Look through the material below. Return exactly the lines from the one with "dedup by URL." through the one with "Insert a single", both included.
:::::
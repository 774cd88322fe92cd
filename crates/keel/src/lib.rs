//! # Keel: issue deduplication and lifecycle engine
//!
//! Keel tracks issues, structured records of problems detected in external
//! resources (pipeline runs, releases, dependency scans), and guarantees
//! that repeated reports of the same underlying problem converge onto a
//! single record instead of piling up duplicates. Records can be reopened,
//! updated, resolved in bulk, and linked to other issues.
//!
//! ## Design Philosophy
//!
//! - **Converge, don't duplicate** - reports are keyed by (namespace, issue
//!   type, resource scope); a unique index on that key lets the database
//!   arbitrate concurrent first reports, so exactly one record exists per key
//! - **Transactional lifecycle** - create-or-update, bulk resolution, and
//!   cascading deletion each run as a single transaction; nothing partially
//!   commits
//! - **Embeddable** - library first; HTTP routing, authorization, and the
//!   watchers that decide *when* something is broken live in the callers
//!
//! ## Quick Start
//!
//! ```no_run
//! use keel::domain::{IssueType, NewIssue, NewScope, Severity};
//! use keel::store::SqliteStore;
//! use std::path::Path;
//!
//! # fn main() -> keel::Result<()> {
//! let store = SqliteStore::open(Path::new("keel.db"))?;
//!
//! let report = NewIssue {
//!     title: "Pipeline run failed".to_string(),
//!     description: "Task build-container exited 1".to_string(),
//!     severity: Severity::Major,
//!     issue_type: IssueType::Pipeline,
//!     namespace: "team-alpha".to_string(),
//!     scope: NewScope {
//!         resource_type: "pipelinerun".to_string(),
//!         resource_name: "build-1".to_string(),
//!         resource_namespace: None,
//!     },
//!     links: vec![],
//!     state: None,
//!     resolved_at: None,
//! };
//!
//! // First report creates the record; identical-key reports update it.
//! let issue = store.create_or_update(&report)?;
//! let again = store.create_or_update(&report)?;
//! assert_eq!(issue.id, again.id);
//!
//! // When the pipeline recovers, clear everything it was blamed for.
//! let resolved = store.resolve_by_scope("pipelinerun", "build-1", "team-alpha")?;
//! println!("resolved {resolved} issue(s)");
//! # Ok(())
//! # }
//! ```

pub mod domain;
pub mod engine;
pub mod error;
pub mod store;

pub use engine::{EngineBackend, IssueEngine, create_engine};
pub use error::{Error, Result};
pub use store::SqliteStore;
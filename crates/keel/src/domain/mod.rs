//! Domain types for the keel issue engine.
//!
//! An [`Issue`] is the canonical record of a problem detected in an external
//! resource. Its [`IssueScope`] identifies what the problem is about, and the
//! tuple (namespace, issue type, scope) forms the dedup key: at most one issue
//! exists per key, whether ACTIVE or RESOLVED.

use chrono::{DateTime, Utc};
use serde::{Deserialize, Serialize};
use std::fmt;

use crate::error::{Error, Result};

/// Unique identifier for an issue
#[derive(Debug, Clone, PartialEq, Eq, Hash, Serialize, Deserialize)]
pub struct IssueId(pub String);

impl IssueId {
    /// Create a new issue ID
    pub fn new(id: impl Into<String>) -> Self {
        Self(id.into())
    }

    /// The ID as a string slice
    #[must_use]
    pub fn as_str(&self) -> &str {
        &self.0
    }
}

impl fmt::Display for IssueId {
    fn fmt(&self, f: &mut fmt::Formatter<'_>) -> fmt::Result {
        write!(f, "{}", self.0)
    }
}

impl From<String> for IssueId {
    fn from(s: String) -> Self {
        Self(s)
    }
}

impl From<&str> for IssueId {
    fn from(s: &str) -> Self {
        Self(s.to_string())
    }
}

/// Severity of an issue, ordered from least to most severe.
#[derive(
    Debug, Clone, Copy, PartialEq, Eq, PartialOrd, Ord, Hash, Serialize, Deserialize,
)]
#[serde(rename_all = "lowercase")]
pub enum Severity {
    /// Informational only
    Info,

    /// Minor problem, no action required
    Minor,

    /// Significant problem, action recommended
    Major,

    /// Blocking problem, action required
    Critical,
}

impl Severity {
    /// Stable string form, as persisted and serialized.
    #[must_use]
    pub fn as_str(&self) -> &'static str {
        match self {
            Self::Info => "info",
            Self::Minor => "minor",
            Self::Major => "major",
            Self::Critical => "critical",
        }
    }
}

/// Kind of problem an issue describes
#[derive(Debug, Clone, Copy, PartialEq, Eq, Hash, Serialize, Deserialize)]
#[serde(rename_all = "lowercase")]
pub enum IssueType {
    /// Build failure
    Build,

    /// Test failure
    Test,

    /// Release failure
    Release,

    /// Dependency problem (e.g. vulnerable or outdated dependency)
    Dependency,

    /// Pipeline failure
    Pipeline,
}

impl IssueType {
    /// Stable string form, as persisted and serialized.
    #[must_use]
    pub fn as_str(&self) -> &'static str {
        match self {
            Self::Build => "build",
            Self::Test => "test",
            Self::Release => "release",
            Self::Dependency => "dependency",
            Self::Pipeline => "pipeline",
        }
    }
}

/// Lifecycle state of an issue.
///
/// RESOLVED records are kept for history (with their resolution time) rather
/// than deleted, and a later report with the same dedup key reopens them.
#[derive(Debug, Clone, Copy, PartialEq, Eq, Hash, Serialize, Deserialize)]
#[serde(rename_all = "UPPERCASE")]
pub enum IssueState {
    /// The problem is currently present
    Active,

    /// The problem has cleared
    Resolved,
}

impl IssueState {
    /// Stable string form, as persisted and serialized.
    #[must_use]
    pub fn as_str(&self) -> &'static str {
        match self {
            Self::Active => "ACTIVE",
            Self::Resolved => "RESOLVED",
        }
    }
}

/// Identification of the affected resource an issue is about.
///
/// Owned 1:1 by its issue; created and destroyed with it.
#[derive(Debug, Clone, PartialEq, Eq, Serialize, Deserialize)]
pub struct IssueScope {
    /// Unique identifier for the scope row
    pub id: String,

    /// Kind of resource, free-form (e.g. "component", "pipelinerun")
    pub resource_type: String,

    /// Name of the resource
    pub resource_name: String,

    /// Namespace where the resource lives
    pub resource_namespace: String,
}

/// A titled URL attached to an issue.
///
/// Owned exclusively by one issue; the whole set is replaced on update and
/// deleted with the issue.
#[derive(Debug, Clone, PartialEq, Eq, Serialize, Deserialize)]
pub struct Link {
    /// Unique identifier for the link row
    pub id: String,

    /// Display title
    pub title: String,

    /// Target URL
    pub url: String,

    /// Owning issue
    pub issue_id: IssueId,
}

/// Compact form of an issue carried on relationship edges.
#[derive(Debug, Clone, PartialEq, Eq, Serialize, Deserialize)]
pub struct IssueSummary {
    /// Issue identifier
    pub id: IssueId,

    /// Issue title
    pub title: String,

    /// Severity
    pub severity: Severity,

    /// Issue type
    pub issue_type: IssueType,

    /// Lifecycle state
    pub state: IssueState,

    /// Tenant namespace
    pub namespace: String,

    /// The issue's scope
    pub scope: IssueScope,
}

/// A relationship edge incident to an issue.
///
/// Edges are stored directed (source → target) but unique irrespective of
/// direction: a second edge between the same pair, in either order, is
/// rejected.
#[derive(Debug, Clone, PartialEq, Eq, Serialize, Deserialize)]
pub struct RelatedIssue {
    /// Unique identifier for the edge row
    pub id: String,

    /// Source end of the edge
    pub source_id: IssueId,

    /// Target end of the edge
    pub target_id: IssueId,

    /// The issue on the other end of the edge, with its own scope
    pub issue: IssueSummary,
}

/// The canonical record of a problem.
#[derive(Debug, Clone, Serialize, Deserialize)]
pub struct Issue {
    /// Unique identifier
    pub id: IssueId,

    /// Issue title
    pub title: String,

    /// Issue description
    pub description: String,

    /// Severity
    pub severity: Severity,

    /// Issue type
    pub issue_type: IssueType,

    /// Lifecycle state
    pub state: IssueState,

    /// Tenant namespace the issue belongs to
    pub namespace: String,

    /// When the problem was first detected
    pub detected_at: DateTime<Utc>,

    /// When the problem was resolved; set iff the issue has transitioned to
    /// RESOLVED, cleared again when it is reopened
    pub resolved_at: Option<DateTime<Utc>>,

    /// The affected resource (exactly one per issue)
    pub scope: IssueScope,

    /// Attached links
    pub links: Vec<Link>,

    /// Edges where this issue is the source
    pub related_from: Vec<RelatedIssue>,

    /// Edges where this issue is the target
    pub related_to: Vec<RelatedIssue>,

    /// Creation timestamp
    pub created_at: DateTime<Utc>,

    /// Last update timestamp
    pub updated_at: DateTime<Utc>,
}

/// Scope fields of an incoming report.
#[derive(Debug, Clone, PartialEq, Eq)]
pub struct NewScope {
    /// Kind of resource (e.g. "pipelinerun")
    pub resource_type: String,

    /// Name of the resource
    pub resource_name: String,

    /// Namespace of the resource; defaults to the issue namespace when absent
    pub resource_namespace: Option<String>,
}

/// A link carried on a report or update.
#[derive(Debug, Clone, PartialEq, Eq)]
pub struct NewLink {
    /// Display title
    pub title: String,

    /// Target URL
    pub url: String,
}

/// An incoming report of a problem; input to the create flows.
#[derive(Debug, Clone)]
pub struct NewIssue {
    /// Issue title
    pub title: String,

    /// Issue description
    pub description: String,

    /// Severity
    pub severity: Severity,

    /// Issue type
    pub issue_type: IssueType,

    /// Tenant namespace
    pub namespace: String,

    /// The affected resource
    pub scope: NewScope,

    /// Links to attach
    pub links: Vec<NewLink>,

    /// Explicit lifecycle state; ACTIVE when absent
    pub state: Option<IssueState>,

    /// Explicit resolution time, for reports arriving already resolved
    pub resolved_at: Option<DateTime<Utc>>,
}

impl NewIssue {
    /// Check required report fields. Runs before any transaction starts.
    ///
    /// # Errors
    ///
    /// Returns `Error::Validation` when the title, namespace, or scope
    /// resource type/name is empty.
    pub fn validate(&self) -> Result<()> {
        if self.title.trim().is_empty() {
            return Err(Error::Validation("title must not be empty".into()));
        }
        if self.namespace.trim().is_empty() {
            return Err(Error::Validation("namespace must not be empty".into()));
        }
        if self.scope.resource_type.trim().is_empty() {
            return Err(Error::Validation(
                "scope resource_type must not be empty".into(),
            ));
        }
        if self.scope.resource_name.trim().is_empty() {
            return Err(Error::Validation(
                "scope resource_name must not be empty".into(),
            ));
        }
        Ok(())
    }

    /// Effective resource namespace: the explicit one, or the issue namespace.
    #[must_use]
    pub fn resource_namespace(&self) -> &str {
        self.scope
            .resource_namespace
            .as_deref()
            .unwrap_or(&self.namespace)
    }
}

/// Scope fields of a sparse update; only `Some` fields change.
#[derive(Debug, Clone, Default, PartialEq, Eq)]
pub struct ScopeUpdate {
    /// New resource type (if updating)
    pub resource_type: Option<String>,

    /// New resource name (if updating)
    pub resource_name: Option<String>,

    /// New resource namespace (if updating)
    pub resource_namespace: Option<String>,
}

impl ScopeUpdate {
    /// `true` when no scope field is present.
    #[must_use]
    pub fn is_empty(&self) -> bool {
        self.resource_type.is_none()
            && self.resource_name.is_none()
            && self.resource_namespace.is_none()
    }
}

/// Sparse update payload: only fields wrapped in `Some` are applied, so an
/// absent field and a field the caller wants cleared are never confused.
/// The update timestamp is always refreshed.
#[derive(Debug, Clone, Default)]
pub struct IssueUpdate {
    /// New title (if updating)
    pub title: Option<String>,

    /// New description (if updating)
    pub description: Option<String>,

    /// New severity (if updating)
    pub severity: Option<Severity>,

    /// New issue type (if updating)
    pub issue_type: Option<IssueType>,

    /// New namespace (if updating)
    pub namespace: Option<String>,

    /// New lifecycle state (if updating). A transition to RESOLVED sets the
    /// resolution time; a transition to ACTIVE clears it.
    pub state: Option<IssueState>,

    /// Explicit resolution time to record with a RESOLVED state
    pub resolved_at: Option<DateTime<Utc>>,

    /// Full replacement for the link set (no merge)
    pub links: Option<Vec<NewLink>>,

    /// In-place update of the issue's scope row
    pub scope: Option<ScopeUpdate>,
}

impl IssueUpdate {
    /// The update equivalent to re-applying `report` to a matched record.
    ///
    /// Used by the create flows when the dedup key matches an existing issue:
    /// the report's fields overwrite the record's, links are replaced only
    /// when the report carries any, and the state defaults to ACTIVE so a
    /// RESOLVED record is reopened by a fresh report.
    #[must_use]
    pub fn from_report(report: &NewIssue) -> Self {
        Self {
            title: Some(report.title.clone()),
            description: Some(report.description.clone()),
            severity: Some(report.severity),
            issue_type: Some(report.issue_type),
            namespace: Some(report.namespace.clone()),
            state: Some(report.state.unwrap_or(IssueState::Active)),
            resolved_at: report.resolved_at,
            links: if report.links.is_empty() {
                None
            } else {
                Some(report.links.clone())
            },
            scope: Some(ScopeUpdate {
                resource_type: Some(report.scope.resource_type.clone()),
                resource_name: Some(report.scope.resource_name.clone()),
                resource_namespace: Some(report.resource_namespace().to_string()),
            }),
        }
    }
}

/// Filter for querying issues. Filters are independently optional and
/// combined with AND.
#[derive(Debug, Clone, Default)]
pub struct IssueFilter {
    /// Filter by namespace
    pub namespace: Option<String>,

    /// Filter by severity
    pub severity: Option<Severity>,

    /// Filter by issue type
    pub issue_type: Option<IssueType>,

    /// Filter by lifecycle state
    pub state: Option<IssueState>,

    /// Filter by scope resource type
    pub resource_type: Option<String>,

    /// Filter by scope resource name
    pub resource_name: Option<String>,

    /// Case-insensitive substring match against title or description
    pub search: Option<String>,

    /// Page size (defaults to 50)
    pub limit: Option<u32>,

    /// Page offset (defaults to 0)
    pub offset: Option<u32>,
}
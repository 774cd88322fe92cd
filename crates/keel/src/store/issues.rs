//! Issue lifecycle operations: create-or-update with deduplication, sparse
//! updates, bulk resolution, and cascading deletion.
//!
//! The create flows carry the engine's core correctness property: for any set
//! of concurrent reports with the same dedup key, exactly one issue row exists
//! afterwards and every caller converges on it. Two mechanisms combine for
//! that. Write transactions are opened IMMEDIATE, so the duplicate check and
//! the subsequent write hold the database write lock together. And the UNIQUE
//! index on `issues.dedup_key` arbitrates inserts racing in from other
//! connections: locking cannot serialize writers against a row that does not
//! exist yet, the constraint can.

use rusqlite::{OptionalExtension, Transaction, TransactionBehavior, params};
use tracing::{debug, info};

use super::links::{insert_link_in_tx, replace_links_in_tx};
use super::{SqliteStore, dedup_key, is_unique_violation, parse_state, to_micros};
use crate::domain::{Issue, IssueId, IssueState, IssueUpdate, NewIssue, ScopeUpdate};
use crate::error::{Error, Result};

/// Outcome of the conditional insert for a new dedup key.
enum InsertOutcome {
    /// The row was inserted.
    Inserted(IssueId),

    /// The unique dedup index rejected the insert: another connection created
    /// the row for this key first.
    Conflicted,
}
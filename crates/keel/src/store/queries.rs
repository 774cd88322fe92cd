//! Filtered retrieval with scope, link, and relationship associations.

use rusqlite::{Connection, OptionalExtension, ToSql, params_from_iter};

use super::links::links_for_issue;
use super::related::{edges_from_issue, edges_to_issue};
use super::{ISSUE_COLUMNS, SqliteStore, row_to_issue};
use crate::domain::{Issue, IssueFilter, IssueId};
use crate::error::Result;

/// Page size used when the filter does not set one.
const DEFAULT_LIMIT: u32 = 50;

impl SqliteStore {
    /// Load one issue with its scope, links, and both relationship
    /// directions (each edge carrying the counterpart issue and its scope).
    ///
    /// Returns `Ok(None)` for an unknown id.
    ///
    /// # Errors
    ///
    /// Returns `Error::Database` on storage failure.
    pub fn find_by_id(&self, id: &IssueId) -> Result<Option<Issue>> {
        let conn = self.connection()?;

        let issue = conn
            .query_row(
                &format!(
                    "SELECT {ISSUE_COLUMNS} FROM issues i
                     JOIN issue_scopes s ON i.scope_id = s.id
                     WHERE i.id = ?1"
                ),
                [id.as_str()],
                row_to_issue,
            )
            .optional()?;

        let Some(mut issue) = issue else {
            return Ok(None);
        };
        load_associations(&conn, &mut issue)?;
        Ok(Some(issue))
    }

    /// Filtered, paginated listing ordered by detection time, newest first.
    ///
    /// Filters are independently optional and combined with AND. Returns the
    /// requested page and the total match count independent of pagination.
    ///
    /// # Errors
    ///
    /// Returns `Error::Database` on storage failure.
    pub fn find_all(&self, filter: &IssueFilter) -> Result<(Vec<Issue>, u64)> {
        let conn = self.connection()?;

        let mut clauses: Vec<&'static str> = Vec::new();
        let mut values: Vec<Box<dyn ToSql>> = Vec::new();

        if let Some(namespace) = &filter.namespace {
            clauses.push("i.namespace = ?");
            values.push(Box::new(namespace.clone()));
        }
        if let Some(severity) = filter.severity {
            clauses.push("i.severity = ?");
            values.push(Box::new(severity.as_str()));
        }
        if let Some(issue_type) = filter.issue_type {
            clauses.push("i.issue_type = ?");
            values.push(Box::new(issue_type.as_str()));
        }
        if let Some(state) = filter.state {
            clauses.push("i.state = ?");
            values.push(Box::new(state.as_str()));
        }
        if let Some(resource_type) = &filter.resource_type {
            clauses.push("s.resource_type = ?");
            values.push(Box::new(resource_type.clone()));
        }
        if let Some(resource_name) = &filter.resource_name {
            clauses.push("s.resource_name = ?");
            values.push(Box::new(resource_name.clone()));
        }
        if let Some(search) = &filter.search {
            clauses.push("(LOWER(i.title) LIKE LOWER(?) OR LOWER(i.description) LIKE LOWER(?))");
            let pattern = format!("%{search}%");
            values.push(Box::new(pattern.clone()));
            values.push(Box::new(pattern));
        }

        let where_sql = if clauses.is_empty() {
            String::new()
        } else {
            format!(" WHERE {}", clauses.join(" AND "))
        };
        let from_sql = "FROM issues i JOIN issue_scopes s ON i.scope_id = s.id";

        // Total count for pagination, independent of the page returned.
        let total: i64 = conn.query_row(
            &format!("SELECT COUNT(*) {from_sql}{where_sql}"),
            params_from_iter(values.iter()),
            |row| row.get(0),
        )?;

        let limit = i64::from(filter.limit.unwrap_or(DEFAULT_LIMIT));
        let offset = i64::from(filter.offset.unwrap_or(0));
        values.push(Box::new(limit));
        values.push(Box::new(offset));

        let mut stmt = conn.prepare(&format!(
            "SELECT {ISSUE_COLUMNS} {from_sql}{where_sql}
             ORDER BY i.detected_at DESC LIMIT ? OFFSET ?"
        ))?;
        let mut issues = stmt
            .query_map(params_from_iter(values.iter()), row_to_issue)?
            .collect::<std::result::Result<Vec<_>, _>>()?;

        for issue in &mut issues {
            load_associations(&conn, issue)?;
        }

        // COUNT(*) is non-negative
        #[allow(clippy::cast_sign_loss)]
        let total = total as u64;
        Ok((issues, total))
    }
}

/// Fill in the links and both relationship directions for `issue`.
fn load_associations(conn: &Connection, issue: &mut Issue) -> Result<()> {
    issue.links = links_for_issue(conn, &issue.id)?;
    issue.related_from = edges_from_issue(conn, &issue.id)?;
    issue.related_to = edges_to_issue(conn, &issue.id)?;
    Ok(())
}
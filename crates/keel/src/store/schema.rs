//! Database schema definition for the keel store.

/// Database schema definition.
///
/// `issues.dedup_key` stores the joined dedup fields (namespace, issue type,
/// scope triple); its UNIQUE index is what arbitrates concurrent first-time
/// creation for a key.
pub(crate) const SCHEMA: &str = r"
-- Resource scopes; exactly one per issue, owned by it
CREATE TABLE IF NOT EXISTS issue_scopes (
    id TEXT PRIMARY KEY,
    resource_type TEXT NOT NULL,
    resource_name TEXT NOT NULL,
    resource_namespace TEXT NOT NULL
);

CREATE INDEX IF NOT EXISTS idx_scopes_resource ON issue_scopes(resource_type, resource_name);

-- Canonical problem records
CREATE TABLE IF NOT EXISTS issues (
    id TEXT PRIMARY KEY,
    title TEXT NOT NULL,
    description TEXT NOT NULL,
    severity TEXT NOT NULL,
    issue_type TEXT NOT NULL,
    state TEXT NOT NULL DEFAULT 'ACTIVE',
    namespace TEXT NOT NULL,
    detected_at INTEGER NOT NULL,       -- unix microseconds
    resolved_at INTEGER,                -- unix microseconds, NULL while ACTIVE
    scope_id TEXT NOT NULL UNIQUE REFERENCES issue_scopes(id),
    dedup_key TEXT NOT NULL UNIQUE,
    created_at INTEGER NOT NULL,
    updated_at INTEGER NOT NULL
);

CREATE INDEX IF NOT EXISTS idx_issues_namespace ON issues(namespace);
CREATE INDEX IF NOT EXISTS idx_issues_state ON issues(state);
CREATE INDEX IF NOT EXISTS idx_issues_detected_at ON issues(detected_at);

-- Titled URLs owned by one issue; replaced as a set on update
CREATE TABLE IF NOT EXISTS links (
    id TEXT PRIMARY KEY,
    title TEXT NOT NULL,
    url TEXT NOT NULL,
    issue_id TEXT NOT NULL REFERENCES issues(id)
);

CREATE INDEX IF NOT EXISTS idx_links_issue ON links(issue_id);

-- Relationship edges, stored directed but unique irrespective of direction.
-- The UNIQUE constraint backs the stored ordering; the reversed ordering is
-- checked before insert.
CREATE TABLE IF NOT EXISTS related_issues (
    id TEXT PRIMARY KEY,
    source_id TEXT NOT NULL REFERENCES issues(id),
    target_id TEXT NOT NULL REFERENCES issues(id),
    UNIQUE (source_id, target_id)
);

CREATE INDEX IF NOT EXISTS idx_related_source ON related_issues(source_id);
CREATE INDEX IF NOT EXISTS idx_related_target ON related_issues(target_id);
";
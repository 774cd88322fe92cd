//! Error types for keel operations.
//!
//! Errors fall into two broad groups:
//!
//! - **Caller errors**: the request itself is at fault (validation failures,
//!   conflicts with existing records, lookups that require an existing issue).
//!   These are rejected without touching storage, or abort the transaction
//!   before anything is written.
//! - **Storage errors**: the underlying database or filesystem failed. The
//!   transaction in flight is rolled back and nothing is partially committed.
//!
//! Read operations do not treat a miss as an error; `find_by_id` and
//! `find_duplicate` return `Ok(None)` instead.

use thiserror::Error;

/// Result type for keel operations.
pub type Result<T> = std::result::Result<T, Error>;

/// Top-level error type for keel operations.
#[derive(Debug, Error)]
pub enum Error {
    /// Database operation failed.
    #[error("database error: {0}")]
    Database(#[from] rusqlite::Error),

    /// File system operation failed (creating the database directory).
    #[error("I/O error: {0}")]
    Io(#[from] std::io::Error),

    /// The operation requires an issue that does not exist.
    #[error("issue not found: {0}")]
    IssueNotFound(String),

    /// Required report fields are missing or malformed. Raised before any
    /// transaction starts.
    #[error("validation error: {0}")]
    Validation(String),

    /// The request contradicts existing records: a duplicate relationship
    /// edge, a missing relationship endpoint, removal of a nonexistent edge,
    /// or a scope change that collides with another issue's dedup key.
    #[error("conflict: {0}")]
    Conflict(String),

    /// Engine invariant violation.
    #[error("internal error: {0}")]
    Internal(String),
}

impl Error {
    /// Returns `true` if the error was caused by the request rather than the
    /// storage layer.
    #[must_use]
    pub fn is_caller_error(&self) -> bool {
        matches!(
            self,
            Self::IssueNotFound(_) | Self::Validation(_) | Self::Conflict(_)
        )
    }

    /// Returns `true` if the error originated in storage or engine internals.
    #[must_use]
    pub fn is_storage_error(&self) -> bool {
        !self.is_caller_error()
    }

    /// Returns `true` for validation failures.
    #[must_use]
    pub fn is_validation(&self) -> bool {
        matches!(self, Self::Validation(_))
    }

    /// Returns `true` for conflicts with existing records.
    #[must_use]
    pub fn is_conflict(&self) -> bool {
        matches!(self, Self::Conflict(_))
    }
}
//! Link operations for the keel store.
//!
//! Links are owned by exactly one issue. An update that carries links replaces
//! the whole set; there is no merge and no dedup by URL.

use rusqlite::{Connection, Transaction, params};
use tracing::debug;

use super::{LINK_COLUMNS, SqliteStore, row_to_link};
use crate::domain::{IssueId, Link, NewLink};
use crate::error::Result;

/// Insert a single link row owned by `issue_id`.
pub(crate) fn insert_link_in_tx(
    tx: &Transaction<'_>,
    issue_id: &IssueId,
    link: &NewLink,
) -> Result<()> {
    tx.execute(
        "INSERT INTO links (id, title, url, issue_id) VALUES (?1, ?2, ?3, ?4)",
        params![SqliteStore::new_id(), link.title, link.url, issue_id.as_str()],
    )?;
    Ok(())
}

/// Replace the whole link set of `issue_id` with `links`.
pub(crate) fn replace_links_in_tx(
    tx: &Transaction<'_>,
    issue_id: &IssueId,
    links: &[NewLink],
) -> Result<()> {
    tx.execute("DELETE FROM links WHERE issue_id = ?1", [issue_id.as_str()])?;
    for link in links {
        insert_link_in_tx(tx, issue_id, link)?;
    }
    debug!(issue_id = %issue_id, count = links.len(), "Replaced links");
    Ok(())
}

/// Load the links owned by `issue_id` in insertion order.
pub(crate) fn links_for_issue(conn: &Connection, issue_id: &IssueId) -> Result<Vec<Link>> {
    let mut stmt = conn.prepare(&format!(
        "SELECT {LINK_COLUMNS} FROM links WHERE issue_id = ?1 ORDER BY rowid"
    ))?;

    let links = stmt
        .query_map([issue_id.as_str()], row_to_link)?
        .collect::<std::result::Result<Vec<_>, _>>()?;

    Ok(links)
}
:::::
*Solution for this task:*
//! the whole set; there is no merge and no dedup by URL.

use rusqlite::{Connection, Transaction, params};
use tracing::debug;

use super::{LINK_COLUMNS, SqliteStore, row_to_link};
use crate::domain::{IssueId, Link, NewLink};
use crate::error::Result;

/// Insert a single link row owned by `issue_id`.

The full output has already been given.